A year after his death, Elden Ring is a moving tribute to the work of Kentaro Miura

Why start something that you know you’ll never finish? An hour into Elden Ring, I already knew I’d be chipping away at this game for years.

I could tell this would be another Bloodborne, another Skyrim, another Minecraft, another thing I love where I’d never see the credits roll.

In this way Elden Ring is a lot like Berserk, the legendary fantasy manga so closely threaded into the DNA of the FromSoft games

I’ll never finish Berserk either, though not for lack of trying. The author Kentaro Miura died last May at the age of 54.

His manga, which ran for over thirty years, was never completed.

I’ll be frank: Miura’s death hit me like a truck. Unfair doesn’t even begin to cover it.

There’s something very teenager-ish about early Berserk. It’s a whole lot of angst and blood and frustration splattered willy-nilly on the page.

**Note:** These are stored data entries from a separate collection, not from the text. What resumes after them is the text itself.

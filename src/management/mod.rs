//! # Management Module
//!
//! Local state of the terminal client: the Spotify tokens, where they are
//! kept and how they are refreshed.
//!
//! ## Overview
//!
//! - [`TokenState`] - Access token, refresh token and absolute expiry in
//!   milliseconds. Expired means `now > expiry`.
//! - [`TokenStore`] - Durable home of the state. [`FileTokenStore`] writes a
//!   JSON document into the data directory, [`MemoryTokenStore`] keeps it in
//!   memory.
//! - [`TokenManager`] - Hands out valid access tokens and is the only writer
//!   of the state. [`SessionTokens`] is the concrete manager the CLI uses.
//! - [`TokenRefresher`] - Performs the refresh grant. [`BridgeRefresher`]
//!   calls the auth bridge, which holds the client secret.
//!
//! ## Refresh
//!
//! ```text
//! caller ─► get_valid_token ─► usable? ──yes──► token
//!                                 │no
//!                                 ▼
//!                          refresh gate (one at a time)
//!                                 │
//!                          re-check state ──usable──► token
//!                                 │
//!                          TokenRefresher ──ok──► commit + token
//!                                 │err
//!                                 ▼
//!                          clear state ─► None (samples)
//! ```
//!
//! A failed refresh unlinks the account; discovery then serves sample
//! tracks until the user links again.

mod auth;
mod state;
mod store;

pub use auth::BridgeRefresher;
pub use auth::SessionTokens;
pub use auth::TokenError;
pub use auth::TokenManager;
pub use auth::TokenRefresher;
pub use state::TokenState;
pub use state::now_ms;
pub use store::FileTokenStore;
pub use store::MemoryTokenStore;
pub use store::StoreError;
pub use store::TokenStore;
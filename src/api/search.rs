use std::sync::Arc;

use axum::{
    Extension, Json,
    extract::{Path, Query},
};

use super::{BridgeError, BridgeState};
use crate::{
    moods, spotify,
    types::{AccessParams, SearchParams, Track},
};

const DEFAULT_LIMIT: u32 = 20;

/// `GET /api/spotify/search?query=..&access_token=..[&limit=..]`
///
/// Proxies the Web API search with the caller's token. `limit` defaults to
/// 20 and is clamped to the Web API maximum.
pub async fn search(
    Query(params): Query<SearchParams>,
    Extension(state): Extension<Arc<BridgeState>>,
) -> Result<Json<Vec<Track>>, BridgeError> {
    if params.query.trim().is_empty() {
        return Err(BridgeError::BadRequest("query is required".to_string()));
    }

    let tracks = spotify::search::search_tracks(
        &state.http,
        &state.settings.spotify_api_url,
        &params.access_token,
        &params.query,
        params.limit.unwrap_or(DEFAULT_LIMIT),
    )
    .await?;
    Ok(Json(tracks))
}

/// `GET /api/spotify/recommendations/{mood}?access_token=..[&limit=..]`
///
/// Searches by the genres of a known mood; unknown moods are a 400.
pub async fn recommendations(
    Path(mood): Path<String>,
    Query(params): Query<AccessParams>,
    Extension(state): Extension<Arc<BridgeState>>,
) -> Result<Json<Vec<Track>>, BridgeError> {
    if !moods::is_known_mood(&mood) {
        return Err(BridgeError::BadRequest(format!("unknown mood: {mood}")));
    }

    let tracks = spotify::search::mood_tracks(
        &state.http,
        &state.settings.spotify_api_url,
        &params.access_token,
        &mood,
        params.limit.unwrap_or(DEFAULT_LIMIT),
    )
    .await?;
    Ok(Json(tracks))
}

The world of Berserk is barren, violent and meaningless. Bad things happen to good people all the time, and the Gods simply do not care.

Plenty of video games have given their heroes a massive sword and a monster to kill, but scant few have captured the feeling of Miura’s story.

I feel so much kinship with these players. I also feel a kinship with the Elden Ring developers, who clearly love Miura’s work as much as I do

We will never see the ending of Gut’s story. Miura’s loved ones will never see him grow old, properly old, like he should have.